Problem statement: Your answer should consist of the lines below that hold the word "nested".

[Supplied material — start]

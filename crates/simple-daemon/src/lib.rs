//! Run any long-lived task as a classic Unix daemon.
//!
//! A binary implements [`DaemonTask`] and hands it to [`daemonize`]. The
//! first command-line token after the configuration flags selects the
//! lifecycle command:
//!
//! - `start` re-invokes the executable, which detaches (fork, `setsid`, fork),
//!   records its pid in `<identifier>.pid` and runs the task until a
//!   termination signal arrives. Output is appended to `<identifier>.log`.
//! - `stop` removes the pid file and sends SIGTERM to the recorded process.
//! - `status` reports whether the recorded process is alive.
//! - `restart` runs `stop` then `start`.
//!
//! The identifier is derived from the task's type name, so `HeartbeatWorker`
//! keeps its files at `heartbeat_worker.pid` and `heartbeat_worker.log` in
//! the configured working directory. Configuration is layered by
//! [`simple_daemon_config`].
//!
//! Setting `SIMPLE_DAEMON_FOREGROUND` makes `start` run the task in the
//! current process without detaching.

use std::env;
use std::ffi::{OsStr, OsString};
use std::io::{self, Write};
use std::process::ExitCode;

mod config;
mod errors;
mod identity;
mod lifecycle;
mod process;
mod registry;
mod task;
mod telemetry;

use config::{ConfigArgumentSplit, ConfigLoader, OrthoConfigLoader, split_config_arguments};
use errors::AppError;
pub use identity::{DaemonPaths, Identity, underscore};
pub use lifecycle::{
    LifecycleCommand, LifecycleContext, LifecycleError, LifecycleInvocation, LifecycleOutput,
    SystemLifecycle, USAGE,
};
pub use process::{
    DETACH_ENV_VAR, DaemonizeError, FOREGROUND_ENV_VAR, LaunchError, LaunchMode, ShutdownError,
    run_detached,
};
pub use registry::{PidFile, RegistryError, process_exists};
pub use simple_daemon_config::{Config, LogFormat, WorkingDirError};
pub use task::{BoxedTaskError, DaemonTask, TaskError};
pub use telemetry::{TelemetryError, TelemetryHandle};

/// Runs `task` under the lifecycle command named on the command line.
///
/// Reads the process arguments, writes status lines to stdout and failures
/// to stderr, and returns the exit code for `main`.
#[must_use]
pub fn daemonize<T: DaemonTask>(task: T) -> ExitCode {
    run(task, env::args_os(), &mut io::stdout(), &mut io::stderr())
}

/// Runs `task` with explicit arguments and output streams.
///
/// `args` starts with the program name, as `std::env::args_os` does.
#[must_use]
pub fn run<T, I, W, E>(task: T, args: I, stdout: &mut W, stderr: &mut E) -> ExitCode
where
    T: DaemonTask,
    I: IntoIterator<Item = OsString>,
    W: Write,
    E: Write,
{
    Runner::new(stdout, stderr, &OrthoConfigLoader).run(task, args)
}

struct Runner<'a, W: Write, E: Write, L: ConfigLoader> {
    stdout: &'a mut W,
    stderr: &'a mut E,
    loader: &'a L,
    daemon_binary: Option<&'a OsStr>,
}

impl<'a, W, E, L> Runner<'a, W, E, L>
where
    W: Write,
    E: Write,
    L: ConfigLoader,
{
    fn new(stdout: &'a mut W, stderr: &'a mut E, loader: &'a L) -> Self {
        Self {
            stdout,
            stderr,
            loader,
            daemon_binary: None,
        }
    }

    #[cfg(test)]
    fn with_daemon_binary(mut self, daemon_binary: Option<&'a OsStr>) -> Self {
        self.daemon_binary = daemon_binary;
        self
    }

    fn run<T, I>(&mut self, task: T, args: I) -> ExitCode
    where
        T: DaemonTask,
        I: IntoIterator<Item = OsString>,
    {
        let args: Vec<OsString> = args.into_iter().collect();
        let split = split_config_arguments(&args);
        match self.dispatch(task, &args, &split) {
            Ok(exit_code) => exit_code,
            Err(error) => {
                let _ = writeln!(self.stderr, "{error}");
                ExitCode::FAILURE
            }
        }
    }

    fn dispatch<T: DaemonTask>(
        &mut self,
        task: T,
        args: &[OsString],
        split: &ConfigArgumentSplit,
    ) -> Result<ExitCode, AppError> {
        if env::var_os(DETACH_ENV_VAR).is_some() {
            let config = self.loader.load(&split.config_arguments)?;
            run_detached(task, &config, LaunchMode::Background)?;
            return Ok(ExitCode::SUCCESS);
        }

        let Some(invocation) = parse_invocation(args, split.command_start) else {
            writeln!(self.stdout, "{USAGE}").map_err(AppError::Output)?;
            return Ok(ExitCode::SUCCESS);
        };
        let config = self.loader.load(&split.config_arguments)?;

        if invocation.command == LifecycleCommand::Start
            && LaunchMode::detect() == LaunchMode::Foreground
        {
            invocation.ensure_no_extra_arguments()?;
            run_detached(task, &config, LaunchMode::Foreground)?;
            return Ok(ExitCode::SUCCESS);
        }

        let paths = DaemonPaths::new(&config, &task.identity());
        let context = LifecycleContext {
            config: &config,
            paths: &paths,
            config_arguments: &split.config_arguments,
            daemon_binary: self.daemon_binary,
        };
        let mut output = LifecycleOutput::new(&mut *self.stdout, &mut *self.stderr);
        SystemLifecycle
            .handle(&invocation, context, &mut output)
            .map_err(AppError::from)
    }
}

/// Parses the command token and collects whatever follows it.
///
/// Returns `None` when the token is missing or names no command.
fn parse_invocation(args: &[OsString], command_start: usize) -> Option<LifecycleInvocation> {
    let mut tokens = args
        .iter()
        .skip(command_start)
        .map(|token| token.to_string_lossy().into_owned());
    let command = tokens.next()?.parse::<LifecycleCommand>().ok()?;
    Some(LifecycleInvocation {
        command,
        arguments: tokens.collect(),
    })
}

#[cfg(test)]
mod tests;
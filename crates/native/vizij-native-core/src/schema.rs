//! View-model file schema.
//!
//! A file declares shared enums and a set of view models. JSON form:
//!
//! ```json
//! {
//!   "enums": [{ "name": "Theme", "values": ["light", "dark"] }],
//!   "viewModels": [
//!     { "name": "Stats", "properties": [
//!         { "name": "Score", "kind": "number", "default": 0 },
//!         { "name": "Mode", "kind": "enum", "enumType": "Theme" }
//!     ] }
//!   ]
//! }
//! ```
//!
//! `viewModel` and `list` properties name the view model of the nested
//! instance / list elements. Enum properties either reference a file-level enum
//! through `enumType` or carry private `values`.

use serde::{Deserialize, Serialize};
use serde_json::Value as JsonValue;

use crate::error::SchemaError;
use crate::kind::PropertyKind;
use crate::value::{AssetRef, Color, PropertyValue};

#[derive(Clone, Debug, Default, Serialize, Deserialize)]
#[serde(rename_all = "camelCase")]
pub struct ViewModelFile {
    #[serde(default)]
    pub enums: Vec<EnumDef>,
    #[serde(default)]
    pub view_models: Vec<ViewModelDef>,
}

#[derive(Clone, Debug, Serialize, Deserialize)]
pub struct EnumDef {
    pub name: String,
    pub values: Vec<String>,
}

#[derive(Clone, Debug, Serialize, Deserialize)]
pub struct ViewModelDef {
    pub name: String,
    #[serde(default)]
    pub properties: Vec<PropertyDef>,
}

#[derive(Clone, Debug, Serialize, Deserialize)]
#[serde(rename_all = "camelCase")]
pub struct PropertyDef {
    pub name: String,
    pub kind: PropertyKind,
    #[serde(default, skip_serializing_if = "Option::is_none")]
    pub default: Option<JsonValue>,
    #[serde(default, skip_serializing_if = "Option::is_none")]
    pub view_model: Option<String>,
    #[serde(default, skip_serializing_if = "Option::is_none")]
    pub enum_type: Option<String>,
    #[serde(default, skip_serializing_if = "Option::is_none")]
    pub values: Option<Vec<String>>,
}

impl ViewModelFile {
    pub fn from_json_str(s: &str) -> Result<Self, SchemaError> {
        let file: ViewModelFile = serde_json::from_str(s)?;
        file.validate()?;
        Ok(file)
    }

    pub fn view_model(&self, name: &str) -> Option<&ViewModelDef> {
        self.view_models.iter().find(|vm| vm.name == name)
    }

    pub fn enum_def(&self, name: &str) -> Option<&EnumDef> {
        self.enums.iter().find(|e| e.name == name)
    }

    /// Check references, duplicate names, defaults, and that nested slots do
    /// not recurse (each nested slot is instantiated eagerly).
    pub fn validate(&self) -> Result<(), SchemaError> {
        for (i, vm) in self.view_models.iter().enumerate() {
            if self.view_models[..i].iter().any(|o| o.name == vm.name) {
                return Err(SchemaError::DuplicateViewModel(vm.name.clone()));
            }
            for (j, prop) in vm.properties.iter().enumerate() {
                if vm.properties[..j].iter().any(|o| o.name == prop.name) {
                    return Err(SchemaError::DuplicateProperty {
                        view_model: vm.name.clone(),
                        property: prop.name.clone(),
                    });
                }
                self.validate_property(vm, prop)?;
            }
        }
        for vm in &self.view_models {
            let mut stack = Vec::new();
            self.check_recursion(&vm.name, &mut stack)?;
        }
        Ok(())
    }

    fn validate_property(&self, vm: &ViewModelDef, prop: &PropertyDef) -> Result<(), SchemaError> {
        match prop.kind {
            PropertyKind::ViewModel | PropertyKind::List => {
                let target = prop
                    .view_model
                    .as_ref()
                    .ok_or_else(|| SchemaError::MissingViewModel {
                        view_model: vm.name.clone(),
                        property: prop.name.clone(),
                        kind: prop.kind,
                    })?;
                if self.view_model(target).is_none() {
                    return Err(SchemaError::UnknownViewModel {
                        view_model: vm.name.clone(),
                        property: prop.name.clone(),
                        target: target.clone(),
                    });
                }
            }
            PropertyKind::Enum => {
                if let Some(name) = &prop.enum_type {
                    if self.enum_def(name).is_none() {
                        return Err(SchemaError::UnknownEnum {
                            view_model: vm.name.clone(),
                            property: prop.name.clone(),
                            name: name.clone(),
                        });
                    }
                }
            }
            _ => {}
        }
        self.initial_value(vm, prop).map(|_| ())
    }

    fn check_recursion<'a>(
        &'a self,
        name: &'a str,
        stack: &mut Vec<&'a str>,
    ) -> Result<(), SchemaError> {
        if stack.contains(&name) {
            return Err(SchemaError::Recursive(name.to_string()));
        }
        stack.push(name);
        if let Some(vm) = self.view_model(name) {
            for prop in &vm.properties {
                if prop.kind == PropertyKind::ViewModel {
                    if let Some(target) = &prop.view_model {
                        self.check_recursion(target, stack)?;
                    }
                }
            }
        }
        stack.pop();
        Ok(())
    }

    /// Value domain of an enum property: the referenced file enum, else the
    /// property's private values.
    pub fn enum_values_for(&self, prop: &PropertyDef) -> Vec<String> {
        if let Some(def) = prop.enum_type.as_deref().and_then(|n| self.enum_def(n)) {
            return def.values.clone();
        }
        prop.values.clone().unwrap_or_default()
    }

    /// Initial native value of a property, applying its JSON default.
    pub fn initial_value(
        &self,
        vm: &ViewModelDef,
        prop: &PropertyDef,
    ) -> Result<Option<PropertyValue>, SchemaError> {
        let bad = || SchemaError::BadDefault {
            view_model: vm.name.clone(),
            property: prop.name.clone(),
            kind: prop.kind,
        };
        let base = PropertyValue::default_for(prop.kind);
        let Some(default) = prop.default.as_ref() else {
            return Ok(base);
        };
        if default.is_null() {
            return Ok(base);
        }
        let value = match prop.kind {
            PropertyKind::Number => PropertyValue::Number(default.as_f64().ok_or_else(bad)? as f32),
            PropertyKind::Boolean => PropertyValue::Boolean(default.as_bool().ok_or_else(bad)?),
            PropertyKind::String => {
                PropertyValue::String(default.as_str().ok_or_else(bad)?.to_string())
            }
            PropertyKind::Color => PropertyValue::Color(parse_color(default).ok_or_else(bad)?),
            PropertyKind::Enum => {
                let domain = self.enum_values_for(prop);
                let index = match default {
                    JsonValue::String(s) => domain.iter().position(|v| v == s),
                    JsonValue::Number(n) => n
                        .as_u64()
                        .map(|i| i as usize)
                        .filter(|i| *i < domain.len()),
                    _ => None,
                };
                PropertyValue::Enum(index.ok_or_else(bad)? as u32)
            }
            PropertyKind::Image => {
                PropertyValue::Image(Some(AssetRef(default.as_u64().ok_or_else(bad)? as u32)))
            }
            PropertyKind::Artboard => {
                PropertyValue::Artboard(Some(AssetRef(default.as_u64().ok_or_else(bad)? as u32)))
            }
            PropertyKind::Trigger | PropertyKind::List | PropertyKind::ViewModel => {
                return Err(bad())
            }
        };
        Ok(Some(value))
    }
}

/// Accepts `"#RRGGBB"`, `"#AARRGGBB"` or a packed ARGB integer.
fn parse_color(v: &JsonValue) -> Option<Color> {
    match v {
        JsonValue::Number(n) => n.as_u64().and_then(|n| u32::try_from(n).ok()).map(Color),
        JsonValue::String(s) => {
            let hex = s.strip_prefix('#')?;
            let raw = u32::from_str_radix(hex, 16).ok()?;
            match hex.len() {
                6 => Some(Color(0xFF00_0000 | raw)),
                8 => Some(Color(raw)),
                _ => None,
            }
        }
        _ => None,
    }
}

[Supplied material — finish]

Answer to this exercise:
//! `viewModel` and `list` properties name the view model of the nested
    /// Check references, duplicate names, defaults, and that nested slots do
    /// not recurse (each nested slot is instantiated eagerly).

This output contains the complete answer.